■ YOUR TASK
Show each line of the data below in which "mark" occurs.

■ DATA FOR THIS TASK
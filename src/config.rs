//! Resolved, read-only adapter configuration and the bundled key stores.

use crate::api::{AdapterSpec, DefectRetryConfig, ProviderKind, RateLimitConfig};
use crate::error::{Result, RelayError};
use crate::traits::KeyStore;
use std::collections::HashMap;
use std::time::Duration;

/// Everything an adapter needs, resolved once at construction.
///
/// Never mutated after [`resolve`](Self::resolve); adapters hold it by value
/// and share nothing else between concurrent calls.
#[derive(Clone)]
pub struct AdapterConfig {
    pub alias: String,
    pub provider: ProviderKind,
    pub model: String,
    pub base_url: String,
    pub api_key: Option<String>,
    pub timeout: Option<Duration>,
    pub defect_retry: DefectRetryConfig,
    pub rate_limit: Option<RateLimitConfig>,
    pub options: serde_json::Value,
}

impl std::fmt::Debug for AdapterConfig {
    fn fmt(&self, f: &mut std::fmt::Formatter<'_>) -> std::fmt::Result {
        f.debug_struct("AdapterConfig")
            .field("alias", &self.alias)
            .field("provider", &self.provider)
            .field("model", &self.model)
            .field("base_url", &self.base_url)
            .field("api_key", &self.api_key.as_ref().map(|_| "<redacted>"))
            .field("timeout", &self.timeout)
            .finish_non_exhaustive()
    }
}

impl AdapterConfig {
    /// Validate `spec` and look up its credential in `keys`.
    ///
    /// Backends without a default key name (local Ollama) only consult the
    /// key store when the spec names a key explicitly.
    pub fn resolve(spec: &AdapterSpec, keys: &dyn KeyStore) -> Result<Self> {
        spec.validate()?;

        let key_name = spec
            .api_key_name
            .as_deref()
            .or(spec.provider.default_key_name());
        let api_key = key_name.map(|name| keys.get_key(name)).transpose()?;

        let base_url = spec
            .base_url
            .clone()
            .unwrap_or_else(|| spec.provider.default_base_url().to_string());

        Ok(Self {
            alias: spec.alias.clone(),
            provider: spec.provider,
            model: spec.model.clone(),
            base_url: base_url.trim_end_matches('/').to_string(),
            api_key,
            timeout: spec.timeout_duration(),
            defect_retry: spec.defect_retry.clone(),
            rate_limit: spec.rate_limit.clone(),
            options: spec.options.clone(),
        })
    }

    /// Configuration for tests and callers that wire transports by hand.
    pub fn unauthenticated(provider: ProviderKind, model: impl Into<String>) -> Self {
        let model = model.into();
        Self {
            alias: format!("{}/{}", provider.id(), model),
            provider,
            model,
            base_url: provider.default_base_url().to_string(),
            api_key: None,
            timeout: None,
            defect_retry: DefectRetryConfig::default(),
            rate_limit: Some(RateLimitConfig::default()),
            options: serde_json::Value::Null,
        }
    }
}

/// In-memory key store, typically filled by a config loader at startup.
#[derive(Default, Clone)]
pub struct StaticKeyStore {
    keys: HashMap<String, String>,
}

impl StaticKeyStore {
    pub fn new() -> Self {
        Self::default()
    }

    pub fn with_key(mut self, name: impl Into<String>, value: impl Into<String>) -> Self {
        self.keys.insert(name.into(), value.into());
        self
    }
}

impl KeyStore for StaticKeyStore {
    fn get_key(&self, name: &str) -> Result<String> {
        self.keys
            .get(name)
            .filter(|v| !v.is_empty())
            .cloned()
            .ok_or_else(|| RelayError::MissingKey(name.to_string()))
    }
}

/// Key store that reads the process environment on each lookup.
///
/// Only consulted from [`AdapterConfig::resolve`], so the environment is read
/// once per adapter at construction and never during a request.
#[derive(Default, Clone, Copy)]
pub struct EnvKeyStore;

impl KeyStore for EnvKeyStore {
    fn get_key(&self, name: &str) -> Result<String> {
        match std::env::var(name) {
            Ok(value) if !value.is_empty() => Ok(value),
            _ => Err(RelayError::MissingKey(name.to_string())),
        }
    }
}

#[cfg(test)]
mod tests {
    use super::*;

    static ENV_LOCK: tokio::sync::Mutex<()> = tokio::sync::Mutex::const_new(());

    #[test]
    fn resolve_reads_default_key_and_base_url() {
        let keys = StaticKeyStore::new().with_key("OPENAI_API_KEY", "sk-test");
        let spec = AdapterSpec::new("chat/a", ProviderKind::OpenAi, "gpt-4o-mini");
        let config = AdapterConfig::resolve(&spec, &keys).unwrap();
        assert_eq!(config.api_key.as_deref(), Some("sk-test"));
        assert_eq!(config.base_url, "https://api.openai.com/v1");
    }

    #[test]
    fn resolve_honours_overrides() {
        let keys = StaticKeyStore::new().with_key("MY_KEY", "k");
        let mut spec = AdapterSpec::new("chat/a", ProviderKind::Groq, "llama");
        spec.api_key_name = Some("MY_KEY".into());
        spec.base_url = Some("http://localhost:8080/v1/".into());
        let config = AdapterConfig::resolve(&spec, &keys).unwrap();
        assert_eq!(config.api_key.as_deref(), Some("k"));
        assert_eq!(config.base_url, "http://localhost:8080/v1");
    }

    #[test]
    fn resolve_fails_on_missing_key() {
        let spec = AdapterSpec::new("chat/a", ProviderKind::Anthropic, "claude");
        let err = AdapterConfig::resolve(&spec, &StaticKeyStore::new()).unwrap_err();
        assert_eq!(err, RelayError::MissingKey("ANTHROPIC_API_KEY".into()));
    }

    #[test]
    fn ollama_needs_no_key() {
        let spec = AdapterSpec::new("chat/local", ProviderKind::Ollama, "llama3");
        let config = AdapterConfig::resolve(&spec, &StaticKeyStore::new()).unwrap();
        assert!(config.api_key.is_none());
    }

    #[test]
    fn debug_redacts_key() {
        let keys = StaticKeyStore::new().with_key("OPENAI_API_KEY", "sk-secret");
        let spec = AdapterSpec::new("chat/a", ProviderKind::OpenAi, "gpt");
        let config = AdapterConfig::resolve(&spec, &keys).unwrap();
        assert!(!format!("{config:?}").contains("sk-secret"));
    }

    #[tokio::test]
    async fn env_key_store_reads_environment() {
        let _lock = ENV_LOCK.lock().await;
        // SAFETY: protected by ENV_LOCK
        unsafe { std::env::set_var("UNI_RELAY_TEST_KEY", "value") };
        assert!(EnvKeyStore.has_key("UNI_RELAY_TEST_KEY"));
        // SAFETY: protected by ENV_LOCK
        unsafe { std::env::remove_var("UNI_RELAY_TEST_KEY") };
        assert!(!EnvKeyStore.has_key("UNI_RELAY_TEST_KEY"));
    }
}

---

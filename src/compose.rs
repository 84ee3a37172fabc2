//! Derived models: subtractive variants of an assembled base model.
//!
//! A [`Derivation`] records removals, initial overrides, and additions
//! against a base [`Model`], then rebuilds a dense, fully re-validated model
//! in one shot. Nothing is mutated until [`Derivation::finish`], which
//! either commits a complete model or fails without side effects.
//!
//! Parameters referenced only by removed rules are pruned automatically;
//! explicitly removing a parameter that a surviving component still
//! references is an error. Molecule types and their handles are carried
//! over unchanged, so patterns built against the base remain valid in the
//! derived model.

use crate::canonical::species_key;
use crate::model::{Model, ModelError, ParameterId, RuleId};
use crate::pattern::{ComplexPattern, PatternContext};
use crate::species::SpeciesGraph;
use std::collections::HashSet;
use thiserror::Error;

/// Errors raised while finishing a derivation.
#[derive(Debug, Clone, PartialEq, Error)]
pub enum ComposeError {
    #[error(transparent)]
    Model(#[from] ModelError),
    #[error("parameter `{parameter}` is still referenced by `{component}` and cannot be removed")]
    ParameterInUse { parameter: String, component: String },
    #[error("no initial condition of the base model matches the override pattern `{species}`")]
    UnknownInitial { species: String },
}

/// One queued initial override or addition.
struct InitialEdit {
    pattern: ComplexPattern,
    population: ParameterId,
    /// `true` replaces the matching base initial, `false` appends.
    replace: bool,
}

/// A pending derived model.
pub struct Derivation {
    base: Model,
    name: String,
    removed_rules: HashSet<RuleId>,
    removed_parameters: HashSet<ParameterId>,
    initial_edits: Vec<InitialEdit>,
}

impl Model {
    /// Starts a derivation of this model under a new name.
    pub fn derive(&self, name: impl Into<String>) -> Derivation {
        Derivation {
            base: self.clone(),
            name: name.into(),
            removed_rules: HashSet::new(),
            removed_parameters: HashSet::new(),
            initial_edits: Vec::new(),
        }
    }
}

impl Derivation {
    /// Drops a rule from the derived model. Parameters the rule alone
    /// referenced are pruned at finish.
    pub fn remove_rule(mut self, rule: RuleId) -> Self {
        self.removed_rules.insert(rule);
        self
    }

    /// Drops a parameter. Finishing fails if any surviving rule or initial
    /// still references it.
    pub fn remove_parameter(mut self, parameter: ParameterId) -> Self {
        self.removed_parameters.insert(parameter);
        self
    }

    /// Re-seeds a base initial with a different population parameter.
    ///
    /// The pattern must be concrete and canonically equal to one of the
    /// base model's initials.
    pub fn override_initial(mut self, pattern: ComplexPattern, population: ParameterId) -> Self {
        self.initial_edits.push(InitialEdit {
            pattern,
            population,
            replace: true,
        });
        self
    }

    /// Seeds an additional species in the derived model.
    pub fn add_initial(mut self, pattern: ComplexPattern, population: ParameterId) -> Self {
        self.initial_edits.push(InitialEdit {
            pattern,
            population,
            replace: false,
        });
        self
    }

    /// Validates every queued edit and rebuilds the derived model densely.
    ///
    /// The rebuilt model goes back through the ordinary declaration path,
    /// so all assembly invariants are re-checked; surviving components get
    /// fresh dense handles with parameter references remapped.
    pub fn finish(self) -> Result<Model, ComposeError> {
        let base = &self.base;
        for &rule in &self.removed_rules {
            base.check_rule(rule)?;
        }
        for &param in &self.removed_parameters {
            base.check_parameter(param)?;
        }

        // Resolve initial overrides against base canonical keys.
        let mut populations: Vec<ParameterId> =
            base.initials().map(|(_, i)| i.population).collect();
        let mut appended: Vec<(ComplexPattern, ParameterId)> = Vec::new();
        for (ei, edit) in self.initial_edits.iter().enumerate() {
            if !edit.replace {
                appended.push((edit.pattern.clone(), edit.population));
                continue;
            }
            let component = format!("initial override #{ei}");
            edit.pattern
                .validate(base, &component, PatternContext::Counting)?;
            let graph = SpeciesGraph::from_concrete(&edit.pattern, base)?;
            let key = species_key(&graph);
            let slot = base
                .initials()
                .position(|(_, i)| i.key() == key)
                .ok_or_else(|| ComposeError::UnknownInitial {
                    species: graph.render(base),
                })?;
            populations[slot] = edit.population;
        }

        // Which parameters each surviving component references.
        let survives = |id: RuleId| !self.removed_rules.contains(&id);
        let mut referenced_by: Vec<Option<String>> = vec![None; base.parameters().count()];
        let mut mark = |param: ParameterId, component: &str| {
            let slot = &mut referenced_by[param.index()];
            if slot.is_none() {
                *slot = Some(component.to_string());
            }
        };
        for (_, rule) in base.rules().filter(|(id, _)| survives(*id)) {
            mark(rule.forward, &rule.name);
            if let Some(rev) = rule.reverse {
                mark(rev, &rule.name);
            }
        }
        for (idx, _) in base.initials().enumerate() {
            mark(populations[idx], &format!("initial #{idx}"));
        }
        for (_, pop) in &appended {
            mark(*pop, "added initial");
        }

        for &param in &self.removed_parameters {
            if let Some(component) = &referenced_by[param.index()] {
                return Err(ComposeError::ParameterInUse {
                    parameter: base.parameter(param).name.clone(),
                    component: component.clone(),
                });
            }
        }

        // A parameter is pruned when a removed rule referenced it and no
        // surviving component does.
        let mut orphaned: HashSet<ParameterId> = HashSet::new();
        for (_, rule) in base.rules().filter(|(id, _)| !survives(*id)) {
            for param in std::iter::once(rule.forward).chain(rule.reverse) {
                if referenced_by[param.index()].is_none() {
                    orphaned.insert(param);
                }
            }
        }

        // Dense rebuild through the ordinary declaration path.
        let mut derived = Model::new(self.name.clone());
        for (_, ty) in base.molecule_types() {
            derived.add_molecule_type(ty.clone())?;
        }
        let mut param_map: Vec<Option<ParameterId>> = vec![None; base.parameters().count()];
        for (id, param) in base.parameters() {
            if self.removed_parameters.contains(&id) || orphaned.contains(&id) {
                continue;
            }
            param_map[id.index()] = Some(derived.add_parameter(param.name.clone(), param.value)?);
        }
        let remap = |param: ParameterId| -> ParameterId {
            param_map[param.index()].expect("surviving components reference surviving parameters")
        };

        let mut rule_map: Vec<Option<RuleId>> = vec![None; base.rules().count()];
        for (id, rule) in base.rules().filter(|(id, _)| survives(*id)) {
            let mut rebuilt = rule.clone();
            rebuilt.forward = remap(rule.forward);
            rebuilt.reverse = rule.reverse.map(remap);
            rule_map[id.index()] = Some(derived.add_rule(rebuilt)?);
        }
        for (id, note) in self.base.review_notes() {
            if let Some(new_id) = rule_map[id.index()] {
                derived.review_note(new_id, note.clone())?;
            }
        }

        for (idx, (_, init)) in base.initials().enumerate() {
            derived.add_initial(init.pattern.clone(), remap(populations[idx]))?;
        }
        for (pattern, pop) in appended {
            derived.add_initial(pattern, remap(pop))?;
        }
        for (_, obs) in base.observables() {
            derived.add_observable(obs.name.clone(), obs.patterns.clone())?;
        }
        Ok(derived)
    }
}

■ EXERCISE OUTPUT
        let mut mark = |param: ParameterId, component: &str| {
            mark(rule.forward, &rule.name);
                mark(rev, &rule.name);
            mark(populations[idx], &format!("initial #{idx}"));
            mark(*pop, "added initial");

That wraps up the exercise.